The Daily Telegraph was told that Cooper could now expect offers between $250,000 to $300,000 a season from NRL clubs – not the $700,000 a season he demanded earlier this year.
That means Cooper’s run of poor form at the Rugby World Cup could cost him nearly $1.4 million if he entertained a rugby league career over three years.
Cooper, 23, has one more year with the Queensland Reds before throwing himself open to NRL offers. But there appears to be little or no interest from rugby league.
“He wouldn’t get $700,000 a year in league now. Maybe he’s worth $250,000 to $300,000,” one of rugby league’s top player managers said last night.
“Look, he is a rugby league player. He has that Benji Marshall-like instinct and rugby union is too structured for him. But no one would be queueing up to sign him.
“Look at someone like Daly Cherry-Evans. He is on about $130,000 a year and is now a Test player. Rugby league can produce its own without signing a rugby union convert with questionable skills for $700,000.”

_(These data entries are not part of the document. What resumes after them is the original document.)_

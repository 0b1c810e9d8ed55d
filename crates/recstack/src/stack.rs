// Copyright (c) 2025-2026 Federico Hoerth <memparanoid@gmail.com>
// SPDX-License-Identifier: GPL-3.0-only
// See LICENSE in the repository root for full license text.

use core::mem::size_of;

use crate::error::StackError;
use crate::raw::INITIAL_CAPACITY;

const GROWTH_FACTOR: usize = 2;

/// Destroy hook invoked on the top element immediately before it is dropped
/// by [`Stack::pop`] or by dropping the stack.
///
/// The element's own `Drop` implementation still runs afterwards; the hook
/// is an owner-supplied teardown step, not a replacement for ownership.
pub type DestroyHook<T> = Box<dyn FnMut(&mut T)>;

/// Typed growable stack with an explicit doubling policy.
///
/// The safe face of the record-stack design: the record size is
/// `size_of::<T>()`, known at compile time, and every stored value is a
/// real `T`. Capacity starts at [`INITIAL_CAPACITY`] and doubles on
/// overflow — the doubling is implemented here rather than delegated to
/// `Vec`'s unspecified growth factor, so the capacity sequence (8, 16,
/// 32, …) and the O(N) amortized push bound are part of the contract.
/// Capacity never shrinks.
///
/// # Example
///
/// ```rust
/// use recstack::Stack;
///
/// let mut stk = Stack::new().unwrap();
/// stk.push(1u64).unwrap();
/// stk.push(2u64).unwrap();
///
/// assert_eq!(stk.peek().unwrap(), &2);
/// stk.pop().unwrap();
/// assert_eq!(stk.peek().unwrap(), &1);
/// ```
pub struct Stack<T> {
    inner: Vec<T>,
    cap: usize,
    destroy: Option<DestroyHook<T>>,
    #[cfg(any(test, feature = "test_utils"))]
    fail_next_grow: bool,
}

impl<T> core::fmt::Debug for Stack<T> {
    fn fmt(&self, f: &mut core::fmt::Formatter<'_>) -> core::fmt::Result {
        f.debug_struct("Stack")
            .field("len", &self.inner.len())
            .field("capacity", &self.cap)
            .field("destroy", &self.destroy.is_some())
            .finish()
    }
}

impl<T> Stack<T> {
    /// Creates a stack with storage for [`INITIAL_CAPACITY`] elements and
    /// no destroy hook.
    ///
    /// # Errors
    ///
    /// Returns [`StackError::ZeroRecordSize`] if `T` is zero-sized and
    /// [`StackError::AllocationFailed`] if the initial buffer cannot be
    /// obtained.
    pub fn new() -> Result<Self, StackError> {
        Self::build(None)
    }

    /// Creates a stack whose `hook` runs on each element as it is popped
    /// or when the stack is dropped.
    ///
    /// # Errors
    ///
    /// Same as [`Stack::new`].
    ///
    /// # Example
    ///
    /// ```rust
    /// use recstack::Stack;
    ///
    /// let mut stk = Stack::with_destroy(Box::new(|s: &mut String| s.clear())).unwrap();
    /// stk.push("hello".to_string()).unwrap();
    /// stk.pop().unwrap();
    /// ```
    pub fn with_destroy(hook: DestroyHook<T>) -> Result<Self, StackError> {
        Self::build(Some(hook))
    }

    fn build(destroy: Option<DestroyHook<T>>) -> Result<Self, StackError> {
        // record_size > 0 holds for both faces of the design.
        if size_of::<T>() == 0 {
            return Err(StackError::ZeroRecordSize);
        }

        let mut inner = Vec::new();
        inner.try_reserve_exact(INITIAL_CAPACITY).map_err(|_| {
            StackError::AllocationFailed {
                bytes: INITIAL_CAPACITY * size_of::<T>(),
            }
        })?;

        Ok(Self {
            inner,
            cap: INITIAL_CAPACITY,
            destroy,
            #[cfg(any(test, feature = "test_utils"))]
            fail_next_grow: false,
        })
    }

    /// Pushes `value` onto the stack, growing (doubling) first when full.
    ///
    /// # Errors
    ///
    /// Returns [`StackError::AllocationFailed`] if growth fails; the stack
    /// is left unchanged and `value`'s drop runs as usual in the caller.
    pub fn push(&mut self, value: T) -> Result<(), StackError> {
        self.sanity_check();

        if self.inner.len() == self.cap {
            self.grow()?;
        }

        self.inner.push(value);
        Ok(())
    }

    /// Returns a borrowed view of the top element.
    ///
    /// # Errors
    ///
    /// Returns [`StackError::Empty`] if the stack has no elements.
    pub fn peek(&self) -> Result<&T, StackError> {
        self.sanity_check();
        self.inner.last().ok_or(StackError::Empty)
    }

    /// Removes and drops the top element.
    ///
    /// The destroy hook (if configured) runs first, while the element is
    /// still in place; the element is dropped immediately afterwards.
    ///
    /// # Errors
    ///
    /// Returns [`StackError::Empty`] if the stack has no elements.
    pub fn pop(&mut self) -> Result<(), StackError> {
        self.sanity_check();

        let Some(top) = self.inner.last_mut() else {
            return Err(StackError::Empty);
        };
        if let Some(destroy) = self.destroy.as_mut() {
            destroy(top);
        }
        drop(self.inner.pop());

        Ok(())
    }

    /// Returns the number of elements on the stack.
    #[inline]
    pub fn len(&self) -> usize {
        self.inner.len()
    }

    /// Returns `true` if the stack has no elements.
    #[inline]
    pub fn is_empty(&self) -> bool {
        self.inner.is_empty()
    }

    /// Returns the number of elements the stack can hold before its next
    /// growth. Monotonic; follows the doubling sequence exactly.
    #[inline]
    pub fn capacity(&self) -> usize {
        self.cap
    }

    /// Returns an immutable view of all elements, bottom of stack first.
    #[inline]
    pub fn as_slice(&self) -> &[T] {
        &self.inner
    }

    /// Makes the next growth attempt fail with
    /// [`StackError::AllocationFailed`] before touching any state.
    #[cfg(any(test, feature = "test_utils"))]
    pub fn fail_next_grow(&mut self) {
        self.fail_next_grow = true;
    }

    #[cold]
    #[inline(never)]
    fn grow(&mut self) -> Result<(), StackError> {
        let target = self
            .cap
            .checked_mul(GROWTH_FACTOR)
            .ok_or(StackError::Overflow)?;
        let bytes = target
            .checked_mul(size_of::<T>())
            .ok_or(StackError::Overflow)?;

        #[cfg(any(test, feature = "test_utils"))]
        if self.fail_next_grow {
            self.fail_next_grow = false;
            return Err(StackError::AllocationFailed { bytes });
        }

        let additional = target - self.inner.len();
        self.inner
            .try_reserve_exact(additional)
            .map_err(|_| StackError::AllocationFailed { bytes })?;
        self.cap = target;

        Ok(())
    }

    // The tracked capacity may trail Vec's real allocation but never lead it.
    #[inline]
    fn sanity_check(&self) {
        debug_assert!(self.inner.len() <= self.cap);
        debug_assert!(self.inner.capacity() >= self.cap);
    }
}

impl<T> Drop for Stack<T> {
    fn drop(&mut self) {
        // Pop everything so the destroy hook observes each element.
        while self.pop().is_ok() {}
    }
}
// Copyright (c) 2025-2026 Federico Hoerth <memparanoid@gmail.com>
// SPDX-License-Identifier: GPL-3.0-only
// See LICENSE in the repository root for full license text.

//! Error types for recstack.

use thiserror::Error;

/// Error type for stack operations.
///
/// Three families map onto the operations that can fail:
/// invalid arguments (`ZeroRecordSize`, `RecordSizeMismatch`), allocation
/// failures (`AllocationFailed`, `Overflow`), and empty-stack access (`Empty`).
#[derive(Debug, Error, Eq, PartialEq)]
pub enum StackError {
    /// Attempted to initialize a stack with a record size of zero bytes.
    #[error("record size must be non-zero")]
    ZeroRecordSize,

    /// Pushed a record whose byte length does not match the stack's record size.
    #[error("record size mismatch: stack stores {expected}-byte records, got {actual} bytes")]
    RecordSizeMismatch {
        /// The record size the stack was initialized with.
        expected: usize,
        /// The byte length of the rejected record.
        actual: usize,
    },

    /// Backing storage could not be allocated or grown.
    ///
    /// A failed growth leaves the stack untouched: length, capacity and all
    /// stored records remain exactly as they were before the push.
    #[error("allocation failed: could not obtain {bytes} bytes of backing storage")]
    AllocationFailed {
        /// The byte size of the allocation that failed.
        bytes: usize,
    },

    /// Integer overflow when computing the byte size of grown storage.
    ///
    /// This error is practically impossible to encounter in normal usage,
    /// as it would require a capacity approaching `usize::MAX` records.
    /// It exists as a defensive check for integer overflow safety.
    #[error("integer overflow: grown storage size would exceed usize::MAX")]
    Overflow,

    /// Peek or pop attempted on a stack with zero elements.
    #[error("stack is empty")]
    Empty,
}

Cooper’s plunging value is also a slap in the face for his agent Khoder Nasser, who prides himself on being able to command top dollar for his clients, who include Sonny Bill Williams and Anthony Mundine.
The Daily Telegraph contacted several NRL clubs yesterday and each dismissed a desire to sign Cooper.
“No doubt he can play but whether he would be a success at the highest level in rugby league remains to be seen,” Canterbury-Bankstown Bulldogs CEO Todd Greenberg said.
Canberra Raiders coach David Furner said: “No, we wouldn’t be interested.”
One club linked to Cooper has been the Sydney Roosters. There have been on-going suggestions the Roosters may sign Williams for next season and then Cooper in 2013.
But not so, according to Roosters chief executive Steve Noyce.
“He (Cooper) is not in our plans,” Noyce said.
“The Roosters seem to get linked to anyone and everyone. It is a tall tale. We weren’t interested leading into the World Cup.”
Just last week, Parramatta Eels chief executive Paul Osborne expressed relief his club narrowly missed out on signing Cooper earlier this year.
“I’m glad we didn’t sign him after watching him last weekend,” Osborne said.